Senior counsel Raju Ramachandran had represented Kasab with assistance from lawyer Gaurav Agrawal at the court’s instance.
While confirming Kasab’s death sentence on August 29, the court had directed the Maharashtra government to pay Rs 11 lakh to Ramachandran and Rs 3.5 lakh to Agrawal as token remuneration for their assistance to the court. The payments were to be made within two months.
However, in an application filed today, the two lawyers politely turned down the money without citing reasons. They suggested that the sum be donated to the central or state legal services authority and used to help people who cannot afford to hire lawyers.
Sources said that Ramachandran and Agrawal felt they were serving the institution of justice itself and should not accept fees for carrying out what they saw as their highest professional duty.

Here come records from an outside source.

/// Bytecode opcodes, one byte each.
///
/// Operands are signed variable-length integers ([`read_vbn`](crate::read_vbn))
/// unless noted. `F32`/`F64` carry raw little-endian immediates. Branch
/// operands are *block indices* into the function's block-offset table, not
/// byte offsets.
///
/// The `*F` forms (`LdGF`, `CallGF`, ...) address definitions of a package
/// dependency: their first operand is the dependency index, the second the
/// extern definition index within that dependency.
#[derive(Debug, Clone, Copy, PartialEq, Eq)]
#[repr(u8)]
pub enum Opcode {
    Nop = 0,

    /// Pop the return value and leave the current frame.
    Ret,
    /// Unconditional jump. Operands: `block:vbn`
    Branch,
    /// Pop a boolean guard. Operands: `true_block:vbn`, `false_block:vbn`
    BranchIf,
    /// Pop a label and jump to it. Operands: `count:vbn`, then `count` block
    /// indices naming the possible successors.
    BranchL,
    /// Push a label value. Operands: `block:vbn`
    Label,
    /// Install an exception handler. Operands: `try_block:vbn`, `catch_block:vbn`
    PushTry,
    /// Remove the innermost handler. Operands: `done_block:vbn`
    PopTry,
    /// Pop an exception and unwind to the innermost handler.
    Throw,

    Drop,
    /// Pop `count` slots. Operands: `count:vbn`
    DropI,
    Dup,
    /// Push a copy of the slot `index` below the top. Operands: `index:vbn`
    DupI,
    /// Swap the top two slots.
    Swap,
    /// Swap the top slot with the slot two below it.
    Swap2,

    Unit,
    True,
    False,
    Nul,
    Uninitialized,
    /// Operands: `value:vbn`
    I8,
    I16,
    I32,
    I64,
    /// Operand: 4 raw little-endian bytes.
    F32,
    /// Operand: 8 raw little-endian bytes.
    F64,
    /// Push a string from the package string table. Operands: `index:vbn`
    String,

    /// Operands: `slot:vbn` — parameters at 0.., locals at -1 and down.
    LdLocal,
    StLocal,

    /// Operands: `global:vbn`
    LdG,
    /// Operands: `dep:vbn`, `extern:vbn`
    LdGF,
    StG,
    StGF,

    /// Pop a receiver, push a field. Operands: `class:vbn`, `name:vbn`
    LdF,
    /// Operands: `dep:vbn`, `extern:vbn`, `name:vbn`
    LdFF,
    /// Pop receiver and value. Operands: `class:vbn`, `name:vbn`
    StF,
    StFF,

    /// Pop receiver and index, push an element.
    LdE,
    /// Pop receiver, index and value.
    StE,

    /// Operands: `class:vbn` — GC-safe point.
    AllocObj,
    AllocObjF,
    /// Pop a length. Operands: `class:vbn` — GC-safe point.
    AllocArr,
    AllocArrF,

    /// Push a static type argument. Operands: `inst_type:vbn`
    Tys,
    /// Push a type argument and a Type value. Operands: `inst_type:vbn`
    Tyd,
    /// Consume one type argument, cast the top of stack.
    Cast,
    /// Consume one type argument, pop a Type value, cast the top of stack.
    CastC,
    /// As CastC, but branch on success instead of throwing.
    /// Operands: `true_block:vbn`, `false_block:vbn`
    CastCBr,

    /// Operands: `function:vbn` — GC-safe point.
    CallG,
    /// Virtual call through the receiver's vtable. Operands: `function:vbn`
    CallV,
    /// Operands: `dep:vbn`, `extern:vbn`
    CallGF,
    CallVF,
    /// Push a package value. Operands: `dep:vbn`
    Pkg,

    AddI8,
    SubI8,
    MulI8,
    DivI8,
    ModI8,
    LslI8,
    LsrI8,
    AsrI8,
    AndI8,
    OrI8,
    XorI8,

    AddI16,
    SubI16,
    MulI16,
    DivI16,
    ModI16,
    LslI16,
    LsrI16,
    AsrI16,
    AndI16,
    OrI16,
    XorI16,

    AddI32,
    SubI32,
    MulI32,
    DivI32,
    ModI32,
    LslI32,
    LsrI32,
    AsrI32,
    AndI32,
    OrI32,
    XorI32,

    AddI64,
    SubI64,
    MulI64,
    DivI64,
    ModI64,
    LslI64,
    LsrI64,
    AsrI64,
    AndI64,
    OrI64,
    XorI64,

    AddF32,
    SubF32,
    MulF32,
    DivF32,
    AddF64,
    SubF64,
    MulF64,
    DivF64,

    EqI8,
    NeI8,
    LtI8,
    LeI8,
    GtI8,
    GeI8,
    EqI16,
    NeI16,
    LtI16,
    LeI16,
    GtI16,
    GeI16,
    EqI32,
    NeI32,
    LtI32,
    LeI32,
    GtI32,
    GeI32,
    EqI64,
    NeI64,
    LtI64,
    LeI64,
    GtI64,
    GeI64,
    EqF32,
    NeF32,
    LtF32,
    LeF32,
    GtF32,
    GeF32,
    EqF64,
    NeF64,
    LtF64,
    LeF64,
    GtF64,
    GeF64,
    /// Pointer equality.
    EqP,
    NeP,

    NegI8,
    NegI16,
    NegI32,
    NegI64,
    NegF32,
    NegF64,
    InvI8,
    InvI16,
    InvI32,
    InvI64,
    NotB,

    TruncI8,
    TruncI16,
    TruncI32,
    /// f64 → f32.
    TruncF32,
    SextI16_8,
    SextI32_8,
    SextI32_16,
    SextI64_8,
    SextI64_16,
    SextI64_32,
    ZextI16,
    ZextI32,
    ZextI64,
    /// f32 → f64.
    ExtF64,
    /// f32 → i32 numeric conversion.
    FcvtI32,
    /// f64 → i64 numeric conversion.
    FcvtI64,
    /// i32 → f32 numeric conversion.
    IcvtF32,
    /// i64 → f64 numeric conversion.
    IcvtF64,
    /// Bit reinterpretation; no stack effect beyond the type.
    FtoI32,
    FtoI64,
    ItoF32,
    ItoF64,
}

impl Opcode {
    pub const COUNT: usize = Opcode::ItoF64 as usize + 1;

    /// Convert a raw byte to an opcode without a bounds check.
    ///
    /// # Safety
    ///
    /// `byte` must be a valid opcode value (`< Opcode::COUNT`).
    #[inline(always)]
    pub unsafe fn from_u8_unchecked(byte: u8) -> Self {
        debug_assert!((byte as usize) < Self::COUNT, "invalid opcode: 0x{byte:02x}");
        core::mem::transmute::<u8, Opcode>(byte)
    }
}

impl TryFrom<u8> for Opcode {
    type Error = u8;

    fn try_from(byte: u8) -> Result<Self, u8> {
        if (byte as usize) < Self::COUNT {
            // SAFETY: Opcode is repr(u8) with contiguous variants from 0.
            Ok(unsafe { core::mem::transmute::<u8, Opcode>(byte) })
        } else {
            Err(byte)
        }
    }
}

Gopal Subramanian, hired by the Maharashtra government to fight the prosecution case against Kasab, too accepted just a token fee of Re 1 from the state. At the court, Subramanian had stressed the importance of assigning lawyers to Kasab in keeping with the Constitution’s ideals.
In its judgment, the top court had lauded both sides for presenting their case with the restraint and solemnity it deserved.
Ramachandran had argued that Kasab’s actions should be seen in isolation as an individual act of terror, unconnected with the actions of the nine other Pakistani gunmen during the November 2008 Mumbai attacks.
Therefore, he argued, Kasab could only be convicted of murder and not of waging war against the Indian state, which was more likely to bring the death penalty. But the court rejected his arguments.
Ramachandran also tried to paint a sympathetic picture of an impoverished youth brainwashed by jihadi propaganda. He spoke movingly of Kasab’s poverty, his fight with his father, his move to a bigger city to improve his lot, his love for Bollywood movies, and the indoctrination he received at a Lashkar-e-Toiba training centre which made him feel important for the first time. But the court rejected all his arguments.
Immediately after the attacks, Kasab had shunned the Indian offer of legal help and written to the Pakistani high commission seeking legal representation. But with no offer of help coming from the Pakistani side, the trial court had assigned him Indian lawyers.
Several of Kasab’s lawyers, however, pulled out midway during the trial — either because of threats or because of court reprimands for delaying the case’s progress.